The incident at Downey Memorial Church caught the attention of denominational leadership, with Disciples of Christ President the Rev. Terri Hord Owens and Pacific Southwest Region President the Rev. Richie Sanchez issuing a joint statement on June 12.

According to the information provided by Owens and Sanchez, the individual that ICE was arresting was not a member of the church and staff members did not obstruct the operation.

“We ask for civility as the news of this event continues to be shared and ask that people see past the emotions that drive us away from being able to see others as fully human and worthy of dignity,” stated Owens and Sanchez.

“Let’s take the time to listen to one another and try to find shared values and ideas as people that care deeply for our communities and our country.”

Amid immigration raids in the Los Angeles area, witnesses report ICE officers also took people into custody at another Downey church, Our Lady of Perpetual Help Church. 

Since taking office earlier this year, President Donald Trump has overseen a sharp increase in immigration enforcement efforts aimed at deporting immigrants who entered the country illegally. 

As part of the effort, the U.S. Department of Homeland Security announced the rescinding of a policy enacted by the Obama administration in 2011 that barred immigration law enforcement operations in “sensitive” areas, such as churches and schools.

“Criminals will no longer be able to hide in America’s schools and churches to avoid arrest,” stated DHS at the time. “The Trump Administration will not tie the hands of our brave law enforcement, and instead trusts them to use common sense.”

“The Biden-Harris Administration abused the humanitarian parole program to indiscriminately allow 1.5 million migrants to enter our country.
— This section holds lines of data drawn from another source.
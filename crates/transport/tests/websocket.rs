#![allow(clippy::unwrap_used, reason = "test code can panic on errors")]

use anyhow::Context as _;
use futures_util::FutureExt;
use proptest::prelude::*;
use test_utils::{
    find_unused_ports, large_payload, payload, read_assert_payload, write_payload, ws_accept, ws_connect,
};
use tokio::io::AsyncWriteExt;

async fn round_trip_client(payload: &[u8], port: u16) -> anyhow::Result<()> {
    let (mut reader, mut writer) = tokio::io::split(ws_connect(port).await.context("connect")?);
    let write_fut = write_payload(&mut writer, payload).map(|res| res.context("write payload"));
    let read_fut = read_assert_payload(&mut reader, payload).map(|res| res.context("assert payload"));
    tokio::try_join!(write_fut, read_fut)?;
    writer.shutdown().await.context("shutdown operation")?;
    Ok(())
}

async fn round_trip_server(payload: &[u8], port: u16) -> anyhow::Result<()> {
    let (mut reader, mut writer) = tokio::io::split(ws_accept(port).await.context("accept")?);
    let write_fut = write_payload(&mut writer, payload).map(|res| res.context("write payload"));
    let read_fut = read_assert_payload(&mut reader, payload).map(|res| res.context("assert payload"));
    tokio::try_join!(write_fut, read_fut)?;
    writer.shutdown().await.context("shutdown operation")?;
    Ok(())
}

#[test]
fn round_trip() {
    let port = find_unused_ports(1)[0];

    let rt = tokio::runtime::Builder::new_current_thread()
        .enable_all()
        .build()
        .unwrap();

    proptest!(ProptestConfig::with_cases(8), |(
        payload in payload().no_shrink(),
    )| {
        rt.block_on(async {
            let server_fut = round_trip_server(&payload.0, port).map(|res| res.context("server"));
            let client_fut = round_trip_client(&payload.0, port).map(|res| res.context("client"));
            tokio::try_join!(server_fut, client_fut).unwrap();
        });
    })
}

#[test]
#[cfg_attr(debug_assertions, ignore)]
fn round_trip_large_payload() {
    let port = find_unused_ports(1)[0];

    let rt = tokio::runtime::Builder::new_current_thread()
        .enable_all()
        .build()
        .unwrap();

    proptest!(ProptestConfig::with_cases(3), |(
        payload in large_payload().no_shrink(),
    )| {
        rt.block_on(async {
            let server_fut = round_trip_server(&payload.0, port).map(|res| res.context("server"));
            let client_fut = round_trip_client(&payload.0, port).map(|res| res.context("client"));
            tokio::try_join!(server_fut, client_fut).unwrap();
        });
    })
}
This was all stopped on day one of the Trump Administration. This action will return the humanitarian parole program to its original purpose of looking at migrants on a case-by-case basis.”

The rescinding of the policy has led to multiple lawsuits. One filed in April by a group of churches and other nonprofits accused the administration of violating their First Amendment rights.

Additionally, the Catholic dioceses of San Bernardino and Nashville each recently issued decrees stating that individuals who fear being detained by ICE agents were not obligated to attend mass. The Diocese of Nashville reported a 50% decline in mass attendance on the Sunday after ICE agents arrested nearly 200 people in an early May operation.

The bishops of Nashville, Memphis, and Knoxville issued a statement in early June praising law enforcement’s efforts to deport criminals, drug dealers and human traffickers but questioned the government’s figures. The bishops stressed that “as many as 100 of those detained, while undocumented, apparently had no previous criminal issues.”

“That brings into question whether the enforcement activity was principally targeted at those who should have no place in our communities because of their own illegal activity,” the bishops wrote in the statement released by the Tennessee Catholic Conference. 

“The fact that so many people without documentation could quietly live under the radar, often for decades, clearly points to the need for broad reform of the immigration system.”

Also in June, Bishop of San Bernardino Alberto Rojas decried federal agents detaining several people at a San Bernardino parish property after chasing them onto the parking lot. 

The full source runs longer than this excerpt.